* [Problem]: Check every line of the entries below for the word "FieldError", and copy the ones that have it.

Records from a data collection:
********

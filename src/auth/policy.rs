use uuid::Uuid;

use crate::auth::repo::Role;
use crate::error::ApiError;

/// Something a user may attempt against the movie catalog.
#[derive(Debug, Clone, Copy)]
pub enum Action {
    CreateMovie,
    EditMovie { added_by: Uuid },
    DeleteMovie { added_by: Uuid },
}

/// Why a capability check said no.
#[derive(Debug, Clone, Copy, PartialEq, Eq)]
pub enum Denial {
    NotAdmin,
    NotOwner,
}

impl From<Denial> for ApiError {
    fn from(denial: Denial) -> Self {
        match denial {
            Denial::NotAdmin => {
                ApiError::Forbidden("You do not have permission to perform this action".into())
            }
            Denial::NotOwner => {
                ApiError::Forbidden("You can only edit/delete movies you created".into())
            }
        }
    }
}

/// The single capability check consulted by both the API handlers and the
/// client's rendering logic. Mutating a movie requires the admin role and
/// that the caller is the record's original creator.
pub fn can(role: Role, user_id: Uuid, action: Action) -> Result<(), Denial> {
    if role != Role::Admin {
        return Err(Denial::NotAdmin);
    }
    match action {
        Action::CreateMovie => Ok(()),
        Action::EditMovie { added_by } | Action::DeleteMovie { added_by } => {
            if added_by == user_id {
                Ok(())
            } else {
                Err(Denial::NotOwner)
            }
        }
    }
}

/// Role gate applied before ownership is even considered, mirroring the
/// middleware order on mutating routes.
pub fn require_role(role: Role, allowed: &[Role]) -> Result<(), ApiError> {
    if allowed.contains(&role) {
        Ok(())
    } else {
        Err(Denial::NotAdmin.into())
    }
}

#[cfg(test)]
mod tests {
    use super::*;

    #[test]
    fn regular_user_cannot_create() {
        let id = Uuid::new_v4();
        assert_eq!(can(Role::User, id, Action::CreateMovie), Err(Denial::NotAdmin));
    }

    #[test]
    fn admin_can_create() {
        assert!(can(Role::Admin, Uuid::new_v4(), Action::CreateMovie).is_ok());
    }

    #[test]
    fn creator_admin_can_edit_and_delete() {
        let id = Uuid::new_v4();
        assert!(can(Role::Admin, id, Action::EditMovie { added_by: id }).is_ok());
        assert!(can(Role::Admin, id, Action::DeleteMovie { added_by: id }).is_ok());
    }

    #[test]
    fn other_admin_is_denied_as_non_owner() {
        let creator = Uuid::new_v4();
        let other = Uuid::new_v4();
        assert_eq!(
            can(Role::Admin, other, Action::EditMovie { added_by: creator }),
            Err(Denial::NotOwner)
        );
        assert_eq!(
            can(Role::Admin, other, Action::DeleteMovie { added_by: creator }),
            Err(Denial::NotOwner)
        );
    }

    #[test]
    fn non_admin_is_denied_even_when_owner() {
        let id = Uuid::new_v4();
        assert_eq!(
            can(Role::User, id, Action::EditMovie { added_by: id }),
            Err(Denial::NotAdmin)
        );
    }

    #[test]
    fn denial_messages_match_the_api_contract() {
        let forbidden: ApiError = Denial::NotOwner.into();
        assert_eq!(
            forbidden.to_string(),
            "You can only edit/delete movies you created"
        );
        let not_admin: ApiError = Denial::NotAdmin.into();
        assert_eq!(
            not_admin.to_string(),
            "You do not have permission to perform this action"
        );
    }
}
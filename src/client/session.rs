use crate::auth::repo::PublicUser;

/// Client-side session: the signed token plus a cached copy of the user's
/// public profile. Owned explicitly by the [`ApiClient`](super::api::ApiClient)
/// and created/cleared on login/logout; nothing lives in ambient globals.
///
/// The token is the only authorization truth. The profile is a display
/// cache and may go stale without affecting what the server permits.
#[derive(Debug, Clone, Default)]
pub struct Session {
    token: Option<String>,
    profile: Option<PublicUser>,
}

impl Session {
    pub fn new() -> Self {
        Self::default()
    }

    /// Resume a session from a previously persisted token, before the
    /// profile has been refreshed from the server.
    pub fn resume(token: String) -> Self {
        Self {
            token: Some(token),
            profile: None,
        }
    }

    pub fn install(&mut self, token: String, profile: PublicUser) {
        self.token = Some(token);
        self.profile = Some(profile);
    }

    pub fn clear(&mut self) {
        self.token = None;
        self.profile = None;
    }

    pub fn token(&self) -> Option<&str> {
        self.token.as_deref()
    }

    pub fn profile(&self) -> Option<&PublicUser> {
        self.profile.as_ref()
    }

    pub fn is_authenticated(&self) -> bool {
        self.token.is_some()
    }

    /// Stale-but-available: a successful refresh replaces the cached
    /// profile, a failed one keeps whatever was cached rather than forcing
    /// a logout.
    pub fn apply_refresh<E>(&mut self, refreshed: Result<PublicUser, E>) {
        if let Ok(profile) = refreshed {
            self.profile = Some(profile);
        }
    }
}
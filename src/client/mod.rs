//! Headless client for the catalog API: session handling, the request
//! layer, and the list/search view-model. Presentation is out of scope;
//! this module carries every behavior a UI shell needs to wire up.

pub mod api;
pub mod catalog;
pub mod debounce;
pub mod session;

pub use api::{ApiClient, ClientError};
pub use catalog::{CatalogView, Effect, Mode, MovieControls, PAGE_SIZE};
pub use debounce::{Debouncer, SEARCH_DEBOUNCE};
pub use session::Session;
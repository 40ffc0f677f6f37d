use serde::{Deserialize, Serialize};

use crate::auth::repo::{PublicUser, Role};

/// Request body for user registration. Fields default to empty so the
/// validation layer can report every missing field at once.
#[derive(Debug, Clone, Serialize, Deserialize)]
pub struct RegisterRequest {
    #[serde(default)]
    pub username: String,
    #[serde(default)]
    pub email: String,
    #[serde(default)]
    pub password: String,
    #[serde(default)]
    pub role: Option<Role>,
}

/// Request body for login.
#[derive(Debug, Clone, Serialize, Deserialize)]
pub struct LoginRequest {
    #[serde(default)]
    pub email: String,
    #[serde(default)]
    pub password: String,
}

/// Response returned after register or login.
#[derive(Debug, Serialize, Deserialize)]
pub struct AuthResponse {
    pub user: PublicUser,
    pub token: String,
}
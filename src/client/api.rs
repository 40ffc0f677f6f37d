use reqwest::RequestBuilder;
use serde::de::DeserializeOwned;
use uuid::Uuid;

use crate::auth::dto::{AuthResponse, LoginRequest, RegisterRequest};
use crate::auth::repo::{PublicUser, Role};
use crate::client::session::Session;
use crate::error::{Envelope, FieldError};
use crate::movies::dto::{MoviePayload, MovieWithCreator};

/// Failure surfaced to the UI. Every failed call is terminal; there is no
/// retry or queueing layer.
#[derive(Debug, thiserror::Error)]
pub enum ClientError {
    /// The server answered with a non-success envelope.
    #[error("{message}")]
    Api {
        status: u16,
        message: String,
        errors: Vec<FieldError>,
    },
    #[error(transparent)]
    Transport(#[from] reqwest::Error),
    #[error("response envelope carried no data")]
    MissingData,
}

/// Thin client over the catalog's HTTP API. The session travels with the
/// client; the request layer attaches the bearer token whenever one is
/// installed.
pub struct ApiClient {
    http: reqwest::Client,
    base_url: String,
    pub session: Session,
}

impl ApiClient {
    pub fn new(base_url: impl Into<String>) -> Self {
        Self::with_session(base_url, Session::new())
    }

    /// Bootstrap with a persisted session, e.g. a token cached from a
    /// previous run. Follow up with [`refresh_profile`](Self::refresh_profile).
    pub fn with_session(base_url: impl Into<String>, session: Session) -> Self {
        Self {
            http: reqwest::Client::new(),
            base_url: base_url.into(),
            session,
        }
    }

    fn url(&self, path: &str) -> String {
        format!("{}{}", self.base_url, path)
    }

    fn authorize(&self, req: RequestBuilder) -> RequestBuilder {
        match self.session.token() {
            Some(token) => req.bearer_auth(token),
            None => req,
        }
    }

    async fn send<T: DeserializeOwned>(&self, req: RequestBuilder) -> Result<T, ClientError> {
        self.send_envelope(req).await?.data.ok_or(ClientError::MissingData)
    }

    /// For endpoints whose success payload is `null` (delete).
    async fn send_unit(&self, req: RequestBuilder) -> Result<(), ClientError> {
        self.send_envelope::<serde_json::Value>(req).await.map(|_| ())
    }

    async fn send_envelope<T: DeserializeOwned>(
        &self,
        req: RequestBuilder,
    ) -> Result<Envelope<T>, ClientError> {
        let response = self.authorize(req).send().await?;
        let status = response.status().as_u16();
        let envelope: Envelope<T> = response.json().await?;
        if envelope.success {
            Ok(envelope)
        } else {
            Err(ClientError::Api {
                status,
                message: envelope.message,
                errors: envelope.errors.unwrap_or_default(),
            })
        }
    }

    // --- auth ---

    pub async fn register(
        &mut self,
        username: &str,
        email: &str,
        password: &str,
        role: Option<Role>,
    ) -> Result<PublicUser, ClientError> {
        let body = RegisterRequest {
            username: username.into(),
            email: email.into(),
            password: password.into(),
            role,
        };
        let auth: AuthResponse = self
            .send(self.http.post(self.url("/api/auth/register")).json(&body))
            .await?;
        self.session.install(auth.token, auth.user.clone());
        Ok(auth.user)
    }

    pub async fn login(&mut self, email: &str, password: &str) -> Result<PublicUser, ClientError> {
        let body = LoginRequest {
            email: email.into(),
            password: password.into(),
        };
        let auth: AuthResponse = self
            .send(self.http.post(self.url("/api/auth/login")).json(&body))
            .await?;
        self.session.install(auth.token, auth.user.clone());
        Ok(auth.user)
    }

    pub fn logout(&mut self) {
        self.session.clear();
    }

    /// Re-fetches the caller's profile; on failure the cached profile is
    /// kept so the UI can keep rendering the last known identity.
    pub async fn refresh_profile(&mut self) {
        let refreshed: Result<PublicUser, ClientError> =
            self.send(self.http.get(self.url("/api/auth/me"))).await;
        self.session.apply_refresh(refreshed);
    }

    // --- movies ---

    pub async fn movies(&self) -> Result<Vec<MovieWithCreator>, ClientError> {
        self.send(self.http.get(self.url("/api/movies"))).await
    }

    pub async fn movies_sorted(
        &self,
        sort_by: &str,
        order: &str,
    ) -> Result<Vec<MovieWithCreator>, ClientError> {
        let req = self
            .http
            .get(self.url("/api/movies/sorted"))
            .query(&[("sortBy", sort_by), ("order", order)]);
        self.send(req).await
    }

    pub async fn search(&self, query: &str) -> Result<Vec<MovieWithCreator>, ClientError> {
        let req = self
            .http
            .get(self.url("/api/movies/search"))
            .query(&[("query", query)]);
        self.send(req).await
    }

    pub async fn movie(&self, id: Uuid) -> Result<MovieWithCreator, ClientError> {
        self.send(self.http.get(self.url(&format!("/api/movies/{id}"))))
            .await
    }

    pub async fn create_movie(
        &self,
        payload: &MoviePayload,
    ) -> Result<MovieWithCreator, ClientError> {
        self.send(self.http.post(self.url("/api/movies")).json(payload))
            .await
    }

    pub async fn update_movie(
        &self,
        id: Uuid,
        payload: &MoviePayload,
    ) -> Result<MovieWithCreator, ClientError> {
        self.send(
            self.http
                .put(self.url(&format!("/api/movies/{id}")))
                .json(payload),
        )
        .await
    }

    pub async fn delete_movie(&self, id: Uuid) -> Result<(), ClientError> {
        self.send_unit(self.http.delete(self.url(&format!("/api/movies/{id}"))))
            .await
    }
}
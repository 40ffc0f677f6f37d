use axum::{
    http::StatusCode,
    response::{IntoResponse, Response},
    Json,
};
use serde::{Deserialize, Serialize};

/// A single field-level validation violation.
#[derive(Debug, Clone, PartialEq, Eq, Serialize, Deserialize)]
pub struct FieldError {
    pub field: String,
    pub message: String,
}

impl FieldError {
    pub fn new(field: &str, message: &str) -> Self {
        Self {
            field: field.into(),
            message: message.into(),
        }
    }
}

/// Uniform response envelope used by every endpoint.
#[derive(Debug, Serialize, Deserialize)]
pub struct Envelope<T> {
    pub success: bool,
    pub message: String,
    #[serde(skip_serializing_if = "Option::is_none")]
    pub data: Option<T>,
    #[serde(skip_serializing_if = "Option::is_none")]
    pub errors: Option<Vec<FieldError>>,
}

impl<T> Envelope<T> {
    pub fn ok(data: T, message: impl Into<String>) -> Self {
        Self {
            success: true,
            message: message.into(),
            data: Some(data),
            errors: None,
        }
    }
}

impl Envelope<serde_json::Value> {
    pub fn failure(message: impl Into<String>, errors: Option<Vec<FieldError>>) -> Self {
        Self {
            success: false,
            message: message.into(),
            data: None,
            errors,
        }
    }
}

/// Tagged error kinds produced by the validation, access-control and
/// service layers. Handlers never build HTTP responses themselves; every
/// failure funnels through the single [`IntoResponse`] mapping below.
#[derive(Debug, thiserror::Error)]
pub enum ApiError {
    #[error("Validation failed")]
    Validation(Vec<FieldError>),
    #[error("{0}")]
    BadRequest(String),
    #[error("{0}")]
    Auth(String),
    #[error("{0}")]
    Forbidden(String),
    #[error("{0}")]
    NotFound(String),
    #[error("{field} already exists")]
    Conflict { field: String },
    #[error(transparent)]
    Internal(#[from] anyhow::Error),
}

impl ApiError {
    pub fn status(&self) -> StatusCode {
        match self {
            ApiError::Validation(_) | ApiError::BadRequest(_) => StatusCode::BAD_REQUEST,
            ApiError::Auth(_) => StatusCode::UNAUTHORIZED,
            ApiError::Forbidden(_) => StatusCode::FORBIDDEN,
            ApiError::NotFound(_) => StatusCode::NOT_FOUND,
            ApiError::Conflict { .. } => StatusCode::CONFLICT,
            ApiError::Internal(_) => StatusCode::INTERNAL_SERVER_ERROR,
        }
    }
}

impl From<sqlx::Error> for ApiError {
    fn from(err: sqlx::Error) -> Self {
        if let Some(db) = err.as_database_error() {
            if db.is_unique_violation() {
                let field = db
                    .constraint()
                    .and_then(constraint_field)
                    .unwrap_or_else(|| "value".to_string());
                return ApiError::Conflict { field };
            }
        }
        ApiError::Internal(err.into())
    }
}

/// Extracts the column name from a `<table>_<column>_key` unique
/// constraint name.
fn constraint_field(constraint: &str) -> Option<String> {
    constraint
        .strip_suffix("_key")?
        .split_once('_')
        .map(|(_, field)| field.to_string())
}

impl IntoResponse for ApiError {
    fn into_response(self) -> Response {
        // Emitted inside the per-request tracing span, so method and path
        // ride along on every log line.
        let status = self.status();
        let (message, errors) = match self {
            ApiError::Validation(errs) => {
                tracing::warn!(errors = ?errs, "validation failed");
                ("Validation failed".to_string(), Some(errs))
            }
            ApiError::Internal(err) => {
                tracing::error!(error = %err, "internal error");
                let message = if production() {
                    "Internal server error".to_string()
                } else {
                    err.to_string()
                };
                (message, None)
            }
            other => {
                tracing::warn!(%status, error = %other, "request failed");
                (other.to_string(), None)
            }
        };

        (status, Json(Envelope::failure(message, errors))).into_response()
    }
}

fn production() -> bool {
    std::env::var("APP_ENV").as_deref() == Ok("production")
}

********

* [Expected answer]:
use crate::error::{Envelope, FieldError};
        errors: Vec<FieldError>,
pub struct FieldError {
impl FieldError {
    pub errors: Option<Vec<FieldError>>,
    pub fn failure(message: impl Into<String>, errors: Option<Vec<FieldError>>) -> Self {
    Validation(Vec<FieldError>),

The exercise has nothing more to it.